**WORK ORDER**
If a line of the data below holds the word "touching", list it.

[Saved entries]
····················

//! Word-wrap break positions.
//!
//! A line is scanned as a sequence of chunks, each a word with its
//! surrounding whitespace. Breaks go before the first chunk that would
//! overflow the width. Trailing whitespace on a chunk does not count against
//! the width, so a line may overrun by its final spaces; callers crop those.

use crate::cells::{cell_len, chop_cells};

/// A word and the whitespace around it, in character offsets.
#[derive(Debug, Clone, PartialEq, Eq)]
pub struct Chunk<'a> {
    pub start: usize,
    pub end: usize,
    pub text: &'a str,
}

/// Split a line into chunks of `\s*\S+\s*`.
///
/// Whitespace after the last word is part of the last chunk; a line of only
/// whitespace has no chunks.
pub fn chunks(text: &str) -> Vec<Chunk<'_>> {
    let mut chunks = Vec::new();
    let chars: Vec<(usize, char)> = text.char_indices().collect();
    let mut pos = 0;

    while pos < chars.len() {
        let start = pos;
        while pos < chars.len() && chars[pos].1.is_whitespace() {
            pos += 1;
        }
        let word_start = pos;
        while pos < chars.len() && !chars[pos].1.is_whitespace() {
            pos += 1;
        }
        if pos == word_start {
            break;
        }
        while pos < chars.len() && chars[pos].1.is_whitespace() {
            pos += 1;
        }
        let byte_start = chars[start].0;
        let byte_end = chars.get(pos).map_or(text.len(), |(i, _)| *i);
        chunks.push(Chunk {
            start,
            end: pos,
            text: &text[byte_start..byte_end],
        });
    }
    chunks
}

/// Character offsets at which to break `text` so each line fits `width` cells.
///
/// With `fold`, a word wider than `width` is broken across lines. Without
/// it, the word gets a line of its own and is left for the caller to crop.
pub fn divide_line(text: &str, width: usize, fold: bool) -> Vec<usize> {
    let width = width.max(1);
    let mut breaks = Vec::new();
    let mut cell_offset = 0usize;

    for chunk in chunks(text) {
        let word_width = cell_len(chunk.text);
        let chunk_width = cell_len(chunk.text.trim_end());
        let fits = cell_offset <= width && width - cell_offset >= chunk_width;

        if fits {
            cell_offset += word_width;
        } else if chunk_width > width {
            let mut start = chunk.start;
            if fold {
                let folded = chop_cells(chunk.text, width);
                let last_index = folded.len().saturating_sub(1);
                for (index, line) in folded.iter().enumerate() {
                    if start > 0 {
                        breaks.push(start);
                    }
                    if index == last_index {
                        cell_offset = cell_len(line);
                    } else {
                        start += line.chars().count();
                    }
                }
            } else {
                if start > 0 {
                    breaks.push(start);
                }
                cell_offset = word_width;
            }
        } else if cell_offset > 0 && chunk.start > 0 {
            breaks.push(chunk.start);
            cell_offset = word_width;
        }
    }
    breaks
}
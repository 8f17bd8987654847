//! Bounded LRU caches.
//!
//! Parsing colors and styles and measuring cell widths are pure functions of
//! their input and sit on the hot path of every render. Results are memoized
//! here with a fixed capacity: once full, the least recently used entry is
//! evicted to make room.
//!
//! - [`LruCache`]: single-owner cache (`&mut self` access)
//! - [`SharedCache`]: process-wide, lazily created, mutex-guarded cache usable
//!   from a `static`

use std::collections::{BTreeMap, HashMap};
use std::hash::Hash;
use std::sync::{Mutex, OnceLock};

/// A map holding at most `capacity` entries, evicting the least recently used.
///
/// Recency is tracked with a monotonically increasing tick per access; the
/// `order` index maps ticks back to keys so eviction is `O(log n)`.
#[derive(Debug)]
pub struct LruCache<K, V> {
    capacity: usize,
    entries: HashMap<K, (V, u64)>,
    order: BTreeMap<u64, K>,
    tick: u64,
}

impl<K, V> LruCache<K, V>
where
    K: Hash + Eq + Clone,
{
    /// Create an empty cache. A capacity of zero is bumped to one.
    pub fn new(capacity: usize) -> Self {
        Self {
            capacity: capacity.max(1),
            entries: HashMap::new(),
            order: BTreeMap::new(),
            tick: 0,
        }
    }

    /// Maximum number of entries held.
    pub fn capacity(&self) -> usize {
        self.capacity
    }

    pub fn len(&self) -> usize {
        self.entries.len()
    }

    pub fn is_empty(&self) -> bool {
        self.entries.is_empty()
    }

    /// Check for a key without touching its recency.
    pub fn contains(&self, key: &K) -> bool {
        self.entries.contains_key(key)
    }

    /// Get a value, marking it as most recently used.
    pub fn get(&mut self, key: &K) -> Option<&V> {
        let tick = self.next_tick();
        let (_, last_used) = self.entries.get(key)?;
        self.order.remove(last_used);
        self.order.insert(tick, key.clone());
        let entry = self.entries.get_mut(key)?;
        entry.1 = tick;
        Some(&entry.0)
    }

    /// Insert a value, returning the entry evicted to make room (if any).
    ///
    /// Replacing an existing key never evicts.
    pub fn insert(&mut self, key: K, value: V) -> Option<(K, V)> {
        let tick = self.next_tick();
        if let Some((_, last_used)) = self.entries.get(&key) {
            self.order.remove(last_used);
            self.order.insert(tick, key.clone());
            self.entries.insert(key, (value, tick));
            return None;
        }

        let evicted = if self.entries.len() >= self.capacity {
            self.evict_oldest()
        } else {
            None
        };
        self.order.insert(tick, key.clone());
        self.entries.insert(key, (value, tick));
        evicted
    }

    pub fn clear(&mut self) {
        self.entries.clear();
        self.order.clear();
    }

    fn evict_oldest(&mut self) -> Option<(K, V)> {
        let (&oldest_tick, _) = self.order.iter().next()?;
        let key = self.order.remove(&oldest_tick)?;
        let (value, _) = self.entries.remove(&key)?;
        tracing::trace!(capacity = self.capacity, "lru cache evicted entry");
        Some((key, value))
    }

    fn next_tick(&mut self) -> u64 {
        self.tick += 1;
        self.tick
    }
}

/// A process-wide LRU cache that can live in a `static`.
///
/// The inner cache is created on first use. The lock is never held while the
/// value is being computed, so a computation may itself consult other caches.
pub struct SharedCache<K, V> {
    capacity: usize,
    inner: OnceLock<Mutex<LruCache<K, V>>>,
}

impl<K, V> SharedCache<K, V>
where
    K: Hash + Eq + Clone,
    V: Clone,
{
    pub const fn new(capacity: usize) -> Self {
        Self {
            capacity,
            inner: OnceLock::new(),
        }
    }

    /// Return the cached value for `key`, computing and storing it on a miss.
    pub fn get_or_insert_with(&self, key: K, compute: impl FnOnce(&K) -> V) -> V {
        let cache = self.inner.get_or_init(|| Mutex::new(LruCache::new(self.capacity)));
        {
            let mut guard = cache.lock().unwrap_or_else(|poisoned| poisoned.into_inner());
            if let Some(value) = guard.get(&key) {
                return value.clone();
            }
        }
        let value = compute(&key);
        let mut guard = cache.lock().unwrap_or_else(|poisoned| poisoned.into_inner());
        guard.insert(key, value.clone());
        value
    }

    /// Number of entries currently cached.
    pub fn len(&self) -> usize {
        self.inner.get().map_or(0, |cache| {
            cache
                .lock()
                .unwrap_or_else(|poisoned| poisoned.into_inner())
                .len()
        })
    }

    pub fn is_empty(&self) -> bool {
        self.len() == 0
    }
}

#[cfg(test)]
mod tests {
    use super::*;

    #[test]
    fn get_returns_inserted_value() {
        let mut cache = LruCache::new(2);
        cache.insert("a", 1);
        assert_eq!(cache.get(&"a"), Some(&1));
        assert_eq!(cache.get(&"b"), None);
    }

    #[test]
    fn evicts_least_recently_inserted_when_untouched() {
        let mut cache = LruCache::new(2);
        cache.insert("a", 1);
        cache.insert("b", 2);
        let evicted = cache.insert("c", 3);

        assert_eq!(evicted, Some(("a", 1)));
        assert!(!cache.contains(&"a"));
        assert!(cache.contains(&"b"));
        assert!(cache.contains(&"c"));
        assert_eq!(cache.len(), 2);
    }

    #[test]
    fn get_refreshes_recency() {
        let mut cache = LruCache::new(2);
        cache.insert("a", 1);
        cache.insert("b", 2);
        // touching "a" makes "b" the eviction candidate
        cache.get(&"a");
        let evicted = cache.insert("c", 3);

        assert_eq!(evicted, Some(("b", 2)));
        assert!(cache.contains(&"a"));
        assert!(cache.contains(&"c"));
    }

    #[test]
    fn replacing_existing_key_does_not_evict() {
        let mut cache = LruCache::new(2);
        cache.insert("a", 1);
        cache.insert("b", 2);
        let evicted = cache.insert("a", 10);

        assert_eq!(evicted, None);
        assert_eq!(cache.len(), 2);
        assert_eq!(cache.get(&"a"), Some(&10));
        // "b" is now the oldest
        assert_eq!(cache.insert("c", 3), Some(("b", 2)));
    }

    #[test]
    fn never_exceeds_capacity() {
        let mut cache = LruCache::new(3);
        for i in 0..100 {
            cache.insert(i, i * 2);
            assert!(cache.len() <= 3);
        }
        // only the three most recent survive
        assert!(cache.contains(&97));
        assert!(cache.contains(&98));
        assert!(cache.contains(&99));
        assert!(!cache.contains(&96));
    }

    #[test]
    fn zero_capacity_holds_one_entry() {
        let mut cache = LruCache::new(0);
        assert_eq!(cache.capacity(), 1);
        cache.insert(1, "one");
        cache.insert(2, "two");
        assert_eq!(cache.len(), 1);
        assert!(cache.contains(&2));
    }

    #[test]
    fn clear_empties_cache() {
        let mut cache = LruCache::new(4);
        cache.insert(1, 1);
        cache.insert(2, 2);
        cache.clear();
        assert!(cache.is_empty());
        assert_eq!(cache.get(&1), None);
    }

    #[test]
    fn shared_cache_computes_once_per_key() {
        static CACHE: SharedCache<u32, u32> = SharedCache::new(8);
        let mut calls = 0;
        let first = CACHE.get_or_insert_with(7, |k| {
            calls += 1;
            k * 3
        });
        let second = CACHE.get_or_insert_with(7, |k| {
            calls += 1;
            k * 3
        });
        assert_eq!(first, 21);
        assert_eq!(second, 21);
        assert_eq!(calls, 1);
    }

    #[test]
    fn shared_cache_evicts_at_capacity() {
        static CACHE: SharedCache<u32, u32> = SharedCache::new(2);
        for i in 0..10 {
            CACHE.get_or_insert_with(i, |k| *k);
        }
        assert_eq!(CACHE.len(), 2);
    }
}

····················

**TASK RESPONSE**
    /// Check for a key without touching its recency.
        // touching "a" makes "b" the eviction candidate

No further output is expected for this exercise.